BBQfan1BBQfan1 Posts: 562
edited 12:50AM in EggHead Forum
A barbecue question here, for a little respite from the discussion of the events of this week:
Am going to do stuffed Anaheim peppers on the Egg tonight for dinner. Have a link of unsmoked/uncooked chorizo sausage and will maybe add some onion and mozzarella cheese (would prefer Monteray Jack, but, hey we have mozzarella, okay?). Any hints and ideas on how to make this work out with best results. Do I blanche peppers? Any smoking ideas or just go with lump only? Anyone else tried such a recipe?
Also, everyone on one of the 'other forums' is talking meat prices and how cheap cuts like chicken wings and skirt steak USED to be, before they became all the rage with various demographics. Anyone out there want to relate a cut of beef/pork/poultry that is still undervalued for the bbq yield that results? Hint: Don't say brisket; it's 3.49 here, when and where you can find it!!

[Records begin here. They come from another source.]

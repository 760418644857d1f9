//! 动作层：提供者注册表与计划执行器

pub mod executor;
pub mod registry;

pub use executor::{format_summary, ActionExecutor, StepResult, CANCELLED_AFTER_FAILURE, DEPENDENCY_NOT_SATISFIED};
pub use registry::{ActionOutcome, ActionProvider, ActionRegistry};
//! 可观测性：tracing 订阅器初始化
//!
//! 日志写到 stderr，避免与交互输出混在一起；RUST_LOG 存在时覆盖配置中的级别。

use tracing_subscriber::{fmt, prelude::*, EnvFilter};

use crate::config::LoggingSection;

pub fn init(logging: &LoggingSection) {
    let filter = EnvFilter::try_from_default_env()
        .or_else(|_| EnvFilter::try_new(&logging.level))
        .unwrap_or_else(|_| EnvFilter::new("warn"));

    let registry = tracing_subscriber::registry().with(filter);
    let result = if logging.json {
        registry
            .with(fmt::layer().json().with_writer(std::io::stderr))
            .try_init()
    } else {
        registry
            .with(fmt::layer().with_target(false).with_writer(std::io::stderr))
            .try_init()
    };
    if let Err(e) = result {
        eprintln!("tracing already initialised: {e}");
    }
}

  • BBQfan1,[p] Normally, the chilies are blanched or roasted first. I prefer roasting (char over direct flame, then put in a bowl and cover for a while to steam, then run under cold water to remove the skin w/o bursting the pepper), but blanching works well also and saves some time (put peppers in a bowl, pour boiling water over tham and let sit for about 30 minutes). After roasting/blanching, cut a 'T' in the chili (slice the chili on one side lengthwise, cut halfway through -- next cut across at the stem, halfway through), then remove the seeds and mantle. Stuff with whatever you want. Bread with a good, stiff breading (whip some eggs until full of air and light yellow, add flour cornmeal and salt/pepper until a good thick batter forms) and bake on the BGE (I use a baking dish). Can't really give you proportions 'cause I usually wing it . . .[p]MikeO[p]PS: Pork picnic roasts (normally $0.98/lb). Half as moch as a Boston Butt here in NoVA and the pulled pork is just as sweet!
  • CornfedCornfed Posts: 1,324
    BBQfan1,[p]This certainly doesn't answer your question, but I grilled some olives in a pan with oil at the Meadowlands on Sunday. These were pitted then stuffed with diced salami. Next, they were dipped in egg, then flour, then breadcrumbs. I only had to grill/fry them for a few minutes and they came out very tasty.[p]Later,

  • BBQfan1BBQfan1 Posts: 562
    Cornfed,....and I was starting to get a guilt complex for eating too many olives simply smoked with a bit of apple wood!! LOL Those babies you made sound delicious, but able to clog an artery at 100 (Dave) paces!! Hooo doggy; keep up the good work!

  • dan cdan c Posts: 31
    I agree with MikeO. The only thing I might add is after the peppers are roasted (charred until the skin bubbles) is to place them in a plastic freezer bag. This seems to make the skin easier to pull off. Also, cook the chorizo before you stuff the peppers. You may want to mix them with eggs as they absorb some of the grease and make a nice consistancy. Top with some fresh pico de gallo.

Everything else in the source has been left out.